Keadilan Ekologis



Ada gejala masyarakat yang berlaku egois dalam memperlakukan alam. Hal itu tecermin salah satunya pada perilaku manusia yang membuang sampah dengan sembarangan. Keegoisan itu juga terlihat ketika manusia menghambur-hamburkan air hanya untuk kesenangan pada saat yang lain kehausan, kesulitan air, bahkan kekeringan lahan karena dilanda kemarau. Demikian halnya, ketika polusi udara sudah dalam tahap mengkhawatirkan, masyarakat lebih suka naik kendaraan berbahan bakar fosil meskipun sebenarnya mereka masih bisa dan kuat berjalan kaki dalam jarak tertentu. Bahkan kendaraan yang dipakai banyak yang berkapasitas mesin sangat besar, melebihi fungsi sebenarnya.
            Masyarakat cenderung membuang sampah tidak di halaman sendiri, tapi sebisa mungkin di halaman-tempat (orang) lain. Sesuatu yang bakal membuat hidupnya tidak nyaman pasti akan dijauhi dan berusaha tidak ditempatkan di lingkungannya, tetapi di luar lingkungannya. Sampah, bagi sebagian masyarakat, adalah sesuatu yang harus dijauhi. Sebaliknya, sesuatu yang memberi kenyamanan-kenikmatan bagi dirinya sebisa mungkin digiring dan dikonsumsi di lingkungannya. Ini adalah dimensi ruang.

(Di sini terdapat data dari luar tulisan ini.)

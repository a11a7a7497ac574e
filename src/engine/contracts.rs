// SPDX-FileCopyrightText: 2025 Semiotic AI, Inc.
//
// SPDX-License-Identifier: Apache-2.0
//! Contract bindings for the three calls a transfer makes: ERC-20 `approve`,
//! TokenMessengerV2 `depositForBurn` and MessageTransmitterV2
//! `receiveMessage`.

use alloy_network::Ethereum;
use alloy_primitives::{Address, Bytes, B256, U256};
use alloy_provider::Provider;
use alloy_rpc_types::TransactionRequest;
use alloy_sol_types::sol;
use tracing::debug;

use Erc20::Erc20Instance;
use MessageTransmitterV2::MessageTransmitterV2Instance;
use TokenMessengerV2::TokenMessengerV2Instance;

pub struct Erc20Contract<P: Provider<Ethereum>> {
    instance: Erc20Instance<P>,
}

impl<P: Provider<Ethereum>> Erc20Contract<P> {
    pub fn new(address: Address, provider: P) -> Self {
        Self {
            instance: Erc20Instance::new(address, provider),
        }
    }

    pub async fn allowance(
        &self,
        owner: Address,
        spender: Address,
    ) -> Result<U256, alloy_contract::Error> {
        self.instance.allowance(owner, spender).call().await
    }

    pub fn approve_transaction(
        &self,
        from: Address,
        spender: Address,
        amount: U256,
    ) -> TransactionRequest {
        debug!(
            from = %from,
            spender = %spender,
            amount = %amount,
            contract_address = %self.instance.address(),
            event = "approve_transaction_created"
        );

        self.instance
            .approve(spender, amount)
            .from(from)
            .into_transaction_request()
    }
}

/// Parameters of a v2 `depositForBurn`.
#[derive(Debug, Clone, Copy, PartialEq, Eq)]
pub struct DepositForBurn {
    pub amount: U256,
    pub destination_domain: u32,
    pub recipient: Address,
    pub burn_token: Address,
    pub max_fee: U256,
    pub min_finality_threshold: u32,
}

pub struct TokenMessengerV2Contract<P: Provider<Ethereum>> {
    instance: TokenMessengerV2Instance<P>,
}

impl<P: Provider<Ethereum>> TokenMessengerV2Contract<P> {
    pub fn new(address: Address, provider: P) -> Self {
        Self {
            instance: TokenMessengerV2Instance::new(address, provider),
        }
    }

    pub fn deposit_for_burn_transaction(
        &self,
        from: Address,
        params: DepositForBurn,
    ) -> TransactionRequest {
        debug!(
            from = %from,
            recipient = %params.recipient,
            destination_domain = params.destination_domain,
            amount = %params.amount,
            max_fee = %params.max_fee,
            min_finality_threshold = params.min_finality_threshold,
            contract_address = %self.instance.address(),
            event = "deposit_for_burn_transaction_created"
        );

        self.instance
            .depositForBurn(
                params.amount,
                params.destination_domain,
                params.recipient.into_word(),
                params.burn_token,
                // any caller may relay the mint
                B256::ZERO,
                params.max_fee,
                params.min_finality_threshold,
            )
            .from(from)
            .into_transaction_request()
    }
}

pub struct MessageTransmitterV2Contract<P: Provider<Ethereum>> {
    instance: MessageTransmitterV2Instance<P>,
}

impl<P: Provider<Ethereum>> MessageTransmitterV2Contract<P> {
    pub fn new(address: Address, provider: P) -> Self {
        Self {
            instance: MessageTransmitterV2Instance::new(address, provider),
        }
    }

    pub fn receive_message_transaction(
        &self,
        message: Bytes,
        attestation: Bytes,
        from: Address,
    ) -> TransactionRequest {
        debug!(
            from = %from,
            message_len = message.len(),
            attestation_len = attestation.len(),
            contract_address = %self.instance.address(),
            event = "receive_message_transaction_created"
        );

        self.instance
            .receiveMessage(message, attestation)
            .from(from)
            .into_transaction_request()
    }
}

sol!(
    #[allow(missing_docs)]
    #[sol(rpc)]
    contract Erc20 {
        function allowance(address owner, address spender) external view returns (uint256);
        function approve(address spender, uint256 amount) external returns (bool);
    }
);

sol!(
    #[allow(missing_docs, clippy::too_many_arguments)]
    #[sol(rpc)]
    contract TokenMessengerV2 {
        function depositForBurn(
            uint256 amount,
            uint32 destinationDomain,
            bytes32 mintRecipient,
            address burnToken,
            bytes32 destinationCaller,
            uint256 maxFee,
            uint32 minFinalityThreshold
        ) external;
    }
);

sol!(
    #[allow(missing_docs)]
    #[sol(rpc)]
    contract MessageTransmitterV2 {
        function receiveMessage(bytes calldata message, bytes calldata attestation)
            external
            returns (bool success);
    }
);
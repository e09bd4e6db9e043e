use std::collections::HashMap;

use bytemuck::{Pod, Zeroable};
use serde::{Deserialize, Serialize};

#[repr(transparent)]
#[derive(
    Copy,
    Clone,
    Debug,
    Default,
    PartialEq,
    Eq,
    PartialOrd,
    Ord,
    Hash,
    Serialize,
    Deserialize,
    Pod,
    Zeroable,
)]
pub struct BlockId(pub u8);

impl BlockId {
    pub const AIR: Self = Self(0);
    pub const GRASS: Self = Self(1);
    pub const DIRT: Self = Self(2);
    pub const STONE: Self = Self(3);
    pub const SAND: Self = Self(4);
    pub const PLANKS: Self = Self(5);
    pub const LEAVES: Self = Self(6);
    pub const LOG: Self = Self(7);
    pub const WATER: Self = Self(8);
    pub const CHEST: Self = Self(9);
    pub const IRON_ORE: Self = Self(10);
    pub const DIAMOND_ORE: Self = Self(11);
    pub const GLASS: Self = Self(12);
    pub const BRICKS: Self = Self(13);
    pub const IRON_BLOCK: Self = Self(14);
    pub const DIAMOND_BLOCK: Self = Self(15);
    pub const CACTUS: Self = Self(16);
    pub const FLOWER: Self = Self(17);
    pub const SNOW: Self = Self(18);
    pub const FURNACE: Self = Self(19);
    pub const COAL_ORE: Self = Self(20);
    pub const CONCRETE_WHITE: Self = Self(21);
    pub const CONCRETE_RED: Self = Self(22);
    pub const CONCRETE_BLUE: Self = Self(23);
    pub const GLOWSTONE: Self = Self(24);

    pub fn is_air(self) -> bool {
        self == Self::AIR
    }
}

/// Pickaxe tiers, in the order they unlock harder blocks.
pub const TIER_HAND: u8 = 0;
pub const TIER_WOOD: u8 = 1;
pub const TIER_STONE: u8 = 2;
pub const TIER_IRON: u8 = 3;

/// Which face of a cube a texture tile is drawn on.
#[derive(Copy, Clone, Debug, PartialEq, Eq)]
pub enum FaceKind {
    Top,
    Bottom,
    Side,
}

/// Atlas tile indices for the three face kinds of a block.
#[derive(Copy, Clone, Debug, PartialEq, Eq, Serialize, Deserialize)]
pub struct BlockTiles {
    pub top: u8,
    pub side: u8,
    pub bottom: u8,
}

impl BlockTiles {
    pub const fn all(tile: u8) -> Self {
        Self {
            top: tile,
            side: tile,
            bottom: tile,
        }
    }

    pub const fn top_side_bottom(top: u8, side: u8, bottom: u8) -> Self {
        Self { top, side, bottom }
    }

    pub fn for_face(&self, face: FaceKind) -> u8 {
        match face {
            FaceKind::Top => self.top,
            FaceKind::Bottom => self.bottom,
            FaceKind::Side => self.side,
        }
    }
}

#[derive(Clone, Debug, Serialize, Deserialize)]
pub struct BlockProperties {
    pub name: String,
    pub tiles: BlockTiles,
    /// Minimum pickaxe tier needed to break the block in survival.
    #[serde(default)]
    pub required_tier: u8,
}

#[derive(Default, Debug, Clone)]
pub struct BlockRegistry {
    properties: Vec<BlockProperties>,
    by_name: HashMap<String, BlockId>,
}

impl BlockRegistry {
    pub fn new() -> Self {
        Self {
            properties: Vec::new(),
            by_name: HashMap::new(),
        }
    }

    /// Registers a block under the next free id. Re-registering a name
    /// returns the existing id; registering past `u8::MAX` returns `None`.
    pub fn register(&mut self, props: BlockProperties) -> Option<BlockId> {
        if let Some(existing) = self.by_name.get(props.name.as_str()) {
            return Some(*existing);
        }

        let id = BlockId(u8::try_from(self.properties.len()).ok()?);
        self.by_name.insert(props.name.clone(), id);
        self.properties.push(props);
        Some(id)
    }

    /// Properties for `id`; ids with no registration resolve to air.
    pub fn get_properties(&self, id: BlockId) -> &BlockProperties {
        self.properties
            .get(usize::from(id.0))
            .unwrap_or(&AIR_PROPERTIES)
    }

    pub fn get_by_name(&self, name: &str) -> Option<BlockId> {
        self.by_name.get(name).copied()
    }

    pub fn tile_for(&self, id: BlockId, face: FaceKind) -> u8 {
        self.get_properties(id).tiles.for_face(face)
    }

    pub fn len(&self) -> usize {
        self.properties.len()
    }

    pub fn is_empty(&self) -> bool {
        self.properties.is_empty()
    }
}

static AIR_PROPERTIES: BlockProperties = BlockProperties {
    name: String::new(),
    tiles: BlockTiles::all(0),
    required_tier: TIER_HAND,
};

pub fn register_default_blocks() -> BlockRegistry {
    fn block(name: &str, tiles: BlockTiles, required_tier: u8) -> BlockProperties {
        BlockProperties {
            name: name.to_string(),
            tiles,
            required_tier,
        }
    }

    let mut registry = BlockRegistry::new();

    // Order must match the `BlockId` constants.
    let defaults = [
        block("air", BlockTiles::all(0), TIER_HAND),
        block("grass", BlockTiles::top_side_bottom(0, 1, 2), TIER_HAND),
        block("dirt", BlockTiles::all(2), TIER_HAND),
        block("stone", BlockTiles::all(3), TIER_WOOD),
        block("sand", BlockTiles::all(4), TIER_HAND),
        block("planks", BlockTiles::all(5), TIER_HAND),
        block("leaves", BlockTiles::all(6), TIER_HAND),
        block("log", BlockTiles::top_side_bottom(8, 7, 8), TIER_HAND),
        block("water", BlockTiles::all(9), TIER_HAND),
        block("chest", BlockTiles::all(5), TIER_HAND),
        block("iron_ore", BlockTiles::all(10), TIER_STONE),
        block("diamond_ore", BlockTiles::all(11), TIER_IRON),
        block("glass", BlockTiles::all(12), TIER_HAND),
        block("bricks", BlockTiles::all(13), TIER_HAND),
        block("iron_block", BlockTiles::all(10), TIER_STONE),
        block("diamond_block", BlockTiles::all(11), TIER_IRON),
        block("cactus", BlockTiles::all(6), TIER_HAND),
        block("flower", BlockTiles::all(0), TIER_HAND),
        block("snow", BlockTiles::all(4), TIER_HAND),
        block("furnace", BlockTiles::all(3), TIER_HAND),
        block("coal_ore", BlockTiles::all(3), TIER_WOOD),
        block("concrete_white", BlockTiles::all(2), TIER_HAND),
        block("concrete_red", BlockTiles::all(13), TIER_HAND),
        block("concrete_blue", BlockTiles::all(12), TIER_HAND),
        block("glowstone", BlockTiles::all(4), TIER_HAND),
    ];

    for props in defaults {
        registry.register(props);
    }

    registry
}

            Dalam dimensi waktu, manusia sebisa mungkin menikmati potensi alam sebanyak mungkin pada saat sekarang, bahkan kalau perlu dihabiskan. Tak peduli dengan generasi yang akan datang. Atas nama kepentingan ekonomi saat ini, bukit-pegunungan dihancurkan karena di dalamnya ada kandungan emas berharga. Hutan dirusak dan dijadikan lahan perkebunan yang hanya untuk menggenjot rupiah tapi abai pada kelestarian alam. Manusia berlomba membuat kolam renang dan wisata air hanya untuk bermain air, tanpa berusaha melestarikan air dengan cara menjaga hutan yang menjadi resapan air ketika yang lain membutuhkan air untuk minum dan pertanian di masa mendatang. Manusia peduli hanya untuk masa sekarang. Manusia tak peduli untuk kelangsungan generasi yang akan datang.

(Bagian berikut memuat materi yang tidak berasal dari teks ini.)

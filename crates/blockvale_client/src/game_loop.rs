use std::sync::atomic::{AtomicBool, Ordering};
use std::sync::Arc;
use std::time::{Duration, Instant};

/// One step of the client: advance state, then present it.
pub trait Frame {
    fn update(&mut self);
    fn render(&mut self);
}

/// Decides when the next frame runs and when the loop ends.
pub trait FrameScheduler {
    /// Blocks until the next frame is due. Returns `false` to stop the loop.
    fn next_frame(&mut self) -> bool;
}

/// Drives `frame` until the scheduler stops it. Returns the number of frames
/// that ran.
pub fn run_frames<F: Frame, S: FrameScheduler>(frame: &mut F, scheduler: &mut S) -> u64 {
    let mut frames = 0;
    while scheduler.next_frame() {
        frame.update();
        frame.render();
        frames += 1;
    }
    frames
}

/// Paces frames at a fixed tick rate, sleeping off whatever is left of each
/// tick. Stops after `frame_limit` frames or once `running` is cleared.
pub struct FixedRateScheduler {
    tick_duration: Duration,
    frame_limit: Option<u64>,
    frames_started: u64,
    tick_start: Option<Instant>,
    running: Arc<AtomicBool>,
}

impl FixedRateScheduler {
    pub fn new(tick_rate: u32, frame_limit: Option<u64>, running: Arc<AtomicBool>) -> Self {
        Self {
            tick_duration: Duration::from_secs(1) / tick_rate.max(1),
            frame_limit,
            frames_started: 0,
            tick_start: None,
            running,
        }
    }

    pub fn tick_duration(&self) -> Duration {
        self.tick_duration
    }
}

impl FrameScheduler for FixedRateScheduler {
    fn next_frame(&mut self) -> bool {
        if self
            .frame_limit
            .is_some_and(|limit| self.frames_started >= limit)
        {
            return false;
        }

        if let Some(tick_start) = self.tick_start {
            let elapsed = tick_start.elapsed();
            if elapsed < self.tick_duration {
                std::thread::sleep(self.tick_duration - elapsed);
            }
        }

        // Checked after the sleep so an interrupt during it stops the loop.
        if !self.running.load(Ordering::SeqCst) {
            return false;
        }

        self.tick_start = Some(Instant::now());
        self.frames_started += 1;
        true
    }
}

            Akibat yang mungkin terjadi, ada pihak-pihak yang mendapat risiko buruk atas perilaku manusia tersebut secara langsung, dalam waktu yang relatif bersamaan. Namun, di samping itu, ada juga pihak-pihak yang dirugikan dalam waktu-waktu mendatang. Bisa saja sesuatu yang kita nikmati hari ini, tidak akan bisa dinikmati oleh generasi penerus, anak-cucu kita kelak. Yang kita lakukan saat ini, berdampak buruk pada keadaan alam masa depan dan mengancam kehidupan generasi penerus.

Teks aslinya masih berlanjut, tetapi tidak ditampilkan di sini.